Ein Thriller. Ein narzisstischer Revolutionär. Sein biederer Gehilfe. Eine explosive Mischung. Daniel Brühl und Benedict Cumberbatch mischen in «The Fifth Estate» die Mächtigen der Welt gründlich auf. Der «Tiers état» war in der französischen Revolution die Klasse der Nicht-Privilegierten. Die ersten zwei Minuten des Vorspanns von «The Fifth Estate» stellen bestechend genau dar, wie eine […]

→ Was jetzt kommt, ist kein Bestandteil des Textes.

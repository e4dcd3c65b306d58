use argon2::{
    Algorithm, Argon2, Params, Version,
    password_hash::{
        Error as PasswordHashError, PasswordHash, PasswordHasher, PasswordVerifier, SaltString,
        rand_core::OsRng,
    },
};

use crate::data::user_repository::{NewUser, UserRepository};
use crate::domain::error::DomainError;
use crate::domain::user::{
    LoginRequest, RegisterRequest, UpdateProfileRequest, User, validate_password,
};

pub(crate) struct AuthService<R: UserRepository> {
    repo: R,
}

impl<R: UserRepository> AuthService<R> {
    // Verified against when the email is unknown so that lookups take the
    // same time as a real password check.
    const DUMMY_PASSWORD_HASH: &'static str = "$argon2id$v=19$m=19456,t=2,p=1$MDEyMzQ1Njc4OWFiY2RlZg$gwN6hT1sNdk9kI95f7n2Gl3fL0qRmBf2Ffkj2r90/0M";

    pub(crate) fn new(repo: R) -> Self {
        Self { repo }
    }

    pub(crate) async fn register(&self, req: RegisterRequest) -> Result<User, DomainError> {
        let req = req.validate()?;
        let password_hash = self.hash_password(&req.password)?;

        self.repo
            .create_user(NewUser {
                name: req.name,
                email: req.email,
                password_hash,
            })
            .await
    }

    pub(crate) async fn login(&self, req: LoginRequest) -> Result<User, DomainError> {
        let req = req.validate()?;

        let creds = match self.repo.find_by_email(&req.email).await? {
            Some(creds) => creds,
            None => {
                match self.verify_password(&req.password, Self::DUMMY_PASSWORD_HASH) {
                    Ok(()) | Err(DomainError::InvalidCredentials) => {}
                    Err(err) => return Err(err),
                }
                return Err(DomainError::InvalidCredentials);
            }
        };

        self.verify_password(&req.password, &creds.password_hash)?;

        Ok(creds.user)
    }

    pub(crate) async fn change_password(
        &self,
        user_id: i64,
        current_password: &str,
        new_password: &str,
    ) -> Result<(), DomainError> {
        validate_password(new_password)?;

        let creds = self
            .repo
            .find_by_id(user_id)
            .await?
            .ok_or_else(|| DomainError::NotFound("User not found".to_string()))?;

        self.verify_password(current_password, &creds.password_hash)
            .map_err(|err| match err {
                DomainError::InvalidCredentials => DomainError::CurrentPasswordMismatch,
                other => other,
            })?;

        let password_hash = self.hash_password(new_password)?;
        let updated = self.repo.update_password(user_id, &password_hash).await?;
        if !updated {
            return Err(DomainError::NotFound("User not found".to_string()));
        }
        Ok(())
    }

    pub(crate) async fn update_profile(
        &self,
        user_id: i64,
        req: UpdateProfileRequest,
    ) -> Result<User, DomainError> {
        let req = req.validate()?;

        self.repo
            .update_profile(user_id, &req.name, &req.email)
            .await?
            .ok_or_else(|| DomainError::NotFound("User not found".to_string()))
    }

    pub(crate) async fn user_info(&self, user_id: i64) -> Result<User, DomainError> {
        self.repo
            .find_by_id(user_id)
            .await?
            .map(|creds| creds.user)
            .ok_or_else(|| DomainError::NotFound("User not found".to_string()))
    }

    pub(crate) fn hash_password(&self, raw_password: &str) -> Result<String, DomainError> {
        let salt = SaltString::generate(&mut OsRng);
        let password_hash = Self::argon2()?
            .hash_password(raw_password.as_bytes(), &salt)
            .map_err(|err| DomainError::Unexpected(err.to_string()))?;
        Ok(password_hash.to_string())
    }

    pub(crate) fn verify_password(
        &self,
        raw_password: &str,
        password_hash: &str,
    ) -> Result<(), DomainError> {
        let parsed_hash = PasswordHash::new(password_hash)
            .map_err(|err| DomainError::Unexpected(err.to_string()))?;
        Self::argon2()?
            .verify_password(raw_password.as_bytes(), &parsed_hash)
            .map_err(|err| match err {
                PasswordHashError::Password => DomainError::InvalidCredentials,
                _ => DomainError::Unexpected(err.to_string()),
            })?;

        Ok(())
    }

    fn argon2() -> Result<Argon2<'static>, DomainError> {
        let params = Params::new(19 * 1024, 2, 1, None)
            .map_err(|err| DomainError::Unexpected(err.to_string()))?;
        Ok(Argon2::new(Algorithm::Argon2id, Version::V0x13, params))
    }
}

#[cfg(test)]
mod tests {
    use std::sync::{Arc, Mutex};

    use async_trait::async_trait;
    use chrono::Utc;

    use super::AuthService;
    use crate::data::user_repository::{NewUser, UserCredentials, UserRepository};
    use crate::domain::error::DomainError;
    use crate::domain::user::{LoginRequest, RegisterRequest, User};

    #[derive(Clone, Default)]
    struct FakeUserRepo {
        created_input: Arc<Mutex<Option<NewUser>>>,
        stored_credentials: Arc<Mutex<Option<UserCredentials>>>,
        create_fails_duplicate: Arc<Mutex<bool>>,
        password_updates: Arc<Mutex<Vec<(i64, String)>>>,
    }

    impl FakeUserRepo {
        fn set_credentials(&self, creds: Option<UserCredentials>) {
            *self
                .stored_credentials
                .lock()
                .expect("credentials mutex poisoned") = creds;
        }

        fn take_created_input(&self) -> Option<NewUser> {
            self.created_input
                .lock()
                .expect("created input mutex poisoned")
                .take()
        }
    }

    #[async_trait]
    impl UserRepository for FakeUserRepo {
        async fn create_user(&self, input: NewUser) -> Result<User, DomainError> {
            if *self
                .create_fails_duplicate
                .lock()
                .expect("duplicate flag mutex poisoned")
            {
                return Err(DomainError::AlreadyExists("Email already exists".to_string()));
            }
            let user = sample_user(1, &input.name, &input.email);
            *self
                .created_input
                .lock()
                .expect("created input mutex poisoned") = Some(input);
            Ok(user)
        }

        async fn find_by_email(
            &self,
            _email: &str,
        ) -> Result<Option<UserCredentials>, DomainError> {
            Ok(self
                .stored_credentials
                .lock()
                .expect("credentials mutex poisoned")
                .clone())
        }

        async fn find_by_id(&self, _id: i64) -> Result<Option<UserCredentials>, DomainError> {
            Ok(self
                .stored_credentials
                .lock()
                .expect("credentials mutex poisoned")
                .clone())
        }

        async fn update_profile(
            &self,
            id: i64,
            name: &str,
            email: &str,
        ) -> Result<Option<User>, DomainError> {
            Ok(Some(sample_user(id, name, email)))
        }

        async fn update_password(
            &self,
            id: i64,
            password_hash: &str,
        ) -> Result<bool, DomainError> {
            self.password_updates
                .lock()
                .expect("password updates mutex poisoned")
                .push((id, password_hash.to_string()));
            Ok(true)
        }

        async fn total_users(&self) -> Result<i64, DomainError> {
            Ok(0)
        }
    }

    #[tokio::test]
    async fn register_hashes_password_before_storing() {
        let repo = FakeUserRepo::default();
        let service = AuthService::new(repo.clone());

        let req = RegisterRequest {
            name: "  Alice  ".to_string(),
            email: "  ALICE@Example.com  ".to_string(),
            password: "secret".to_string(),
        };

        let user = service.register(req).await.expect("register must succeed");
        assert_eq!(user.email, "alice@example.com");

        let created = repo.take_created_input().expect("create_user must be called");
        assert_eq!(created.name, "Alice");
        assert_eq!(created.email, "alice@example.com");
        assert_ne!(created.password_hash, "secret");
        assert!(created.password_hash.starts_with("$argon2id$"));
    }

    #[tokio::test]
    async fn register_propagates_duplicate_email() {
        let repo = FakeUserRepo::default();
        *repo
            .create_fails_duplicate
            .lock()
            .expect("duplicate flag mutex poisoned") = true;
        let service = AuthService::new(repo);

        let req = RegisterRequest {
            name: "Alice".to_string(),
            email: "alice@example.com".to_string(),
            password: "secret".to_string(),
        };

        let err = service.register(req).await.expect_err("register must fail");
        match err {
            DomainError::AlreadyExists(message) => assert_eq!(message, "Email already exists"),
            other => panic!("expected AlreadyExists, got {other:?}"),
        }
    }

    #[tokio::test]
    async fn login_is_generic_for_missing_user_and_wrong_password() {
        let repo = FakeUserRepo::default();
        let service = AuthService::new(repo.clone());

        // Unknown email.
        repo.set_credentials(None);
        let missing = service
            .login(LoginRequest {
                email: "ghost@example.com".to_string(),
                password: "whatever".to_string(),
            })
            .await
            .expect_err("login must fail");

        // Known email, wrong password.
        let hash = service
            .hash_password("correct-password")
            .expect("hash must be created");
        repo.set_credentials(Some(UserCredentials {
            user: sample_user(1, "Alice", "alice@example.com"),
            password_hash: hash,
        }));
        let wrong = service
            .login(LoginRequest {
                email: "alice@example.com".to_string(),
                password: "wrong-password".to_string(),
            })
            .await
            .expect_err("login must fail");

        assert!(matches!(missing, DomainError::InvalidCredentials));
        assert!(matches!(wrong, DomainError::InvalidCredentials));
        assert_eq!(missing.to_string(), wrong.to_string());
    }

    #[tokio::test]
    async fn login_returns_user_for_valid_credentials() {
        let repo = FakeUserRepo::default();
        let service = AuthService::new(repo.clone());

        let hash = service
            .hash_password("correct-password")
            .expect("hash must be created");
        repo.set_credentials(Some(UserCredentials {
            user: sample_user(7, "Alice", "alice@example.com"),
            password_hash: hash,
        }));

        let user = service
            .login(LoginRequest {
                email: "alice@example.com".to_string(),
                password: "correct-password".to_string(),
            })
            .await
            .expect("login must succeed");
        assert_eq!(user.id, 7);
    }

    #[tokio::test]
    async fn change_password_rejects_wrong_current_password() {
        let repo = FakeUserRepo::default();
        let service = AuthService::new(repo.clone());

        let hash = service
            .hash_password("old-password")
            .expect("hash must be created");
        repo.set_credentials(Some(UserCredentials {
            user: sample_user(1, "Alice", "alice@example.com"),
            password_hash: hash,
        }));

        let err = service
            .change_password(1, "not-the-old-password", "new-password")
            .await
            .expect_err("change must fail");
        assert!(matches!(err, DomainError::CurrentPasswordMismatch));
        assert!(repo
            .password_updates
            .lock()
            .expect("password updates mutex poisoned")
            .is_empty());
    }

    #[tokio::test]
    async fn change_password_stores_new_hash() {
        let repo = FakeUserRepo::default();
        let service = AuthService::new(repo.clone());

        let hash = service
            .hash_password("old-password")
            .expect("hash must be created");
        repo.set_credentials(Some(UserCredentials {
            user: sample_user(1, "Alice", "alice@example.com"),
            password_hash: hash,
        }));

        service
            .change_password(1, "old-password", "new-password")
            .await
            .expect("change must succeed");

        let updates = repo
            .password_updates
            .lock()
            .expect("password updates mutex poisoned");
        assert_eq!(updates.len(), 1);
        assert_eq!(updates[0].0, 1);
        assert!(updates[0].1.starts_with("$argon2id$"));
    }

    fn sample_user(id: i64, name: &str, email: &str) -> User {
        let now = Utc::now();
        User {
            id,
            name: name.to_string(),
            email: email.to_string(),
            created_at: now,
            updated_at: now,
        }
    }
}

Benedict Cumberbatch als Julian Assange.

Ein Thriller. Ein narzisstischer Revolutionär. Sein biederer Gehilfe. Eine explosive Mischung. Daniel Brühl und Benedict Cumberbatch mischen in «The Fifth Estate» die Mächtigen der Welt gründlich auf.

Der «Tiers état» war in der französischen Revolution die Klasse der Nicht-Privilegierten. Die ersten zwei Minuten des Vorspanns von «The Fifth Estate» stellen bestechend genau dar, wie eine politische Kraft mit digitalen Mitteln in die politische Debatte eingreift. Mit einer neuen, revolutionären Auffassung von Wahrheit. Die Machthaber verlieren deren Deutungs-Monopol: Wikileaks lässt in «The Fifth Estate» Bilder selber sprechen. Julian Assange will den Mächtigen das Informationsmonopol aus den Händen schlagen. Um der Wahrheit willen.

Doch was ist Wahrheit? In der ersten Minute ist der Satz «Es ist ein kleiner Schritt für mich, aber ein grosser für die Menschheit» zu hören, ohne Zweifel eine Ikone der Geschichtsschreibung – und deshalb wahr? Der Film spielt gleich zu Beginn mit der ironischen Tatsache, dass die Machthaber damals darüber nachdachten, den Mondflug in einem Fake zu dokumentieren, falls er falliert. Was wir in «The Fifth Estate» zu diesem Satz sehen, sind die Bilder der Bombardierung Vietnams mit Napalm. Als wollte der Satz diese Bilder kommentieren, oder die Bilder den Satz revidieren. Die Deutungshoheit ist in Frage gestellt.

Schafft Assange selbst die Deutungshoheit von Wirklichkeit?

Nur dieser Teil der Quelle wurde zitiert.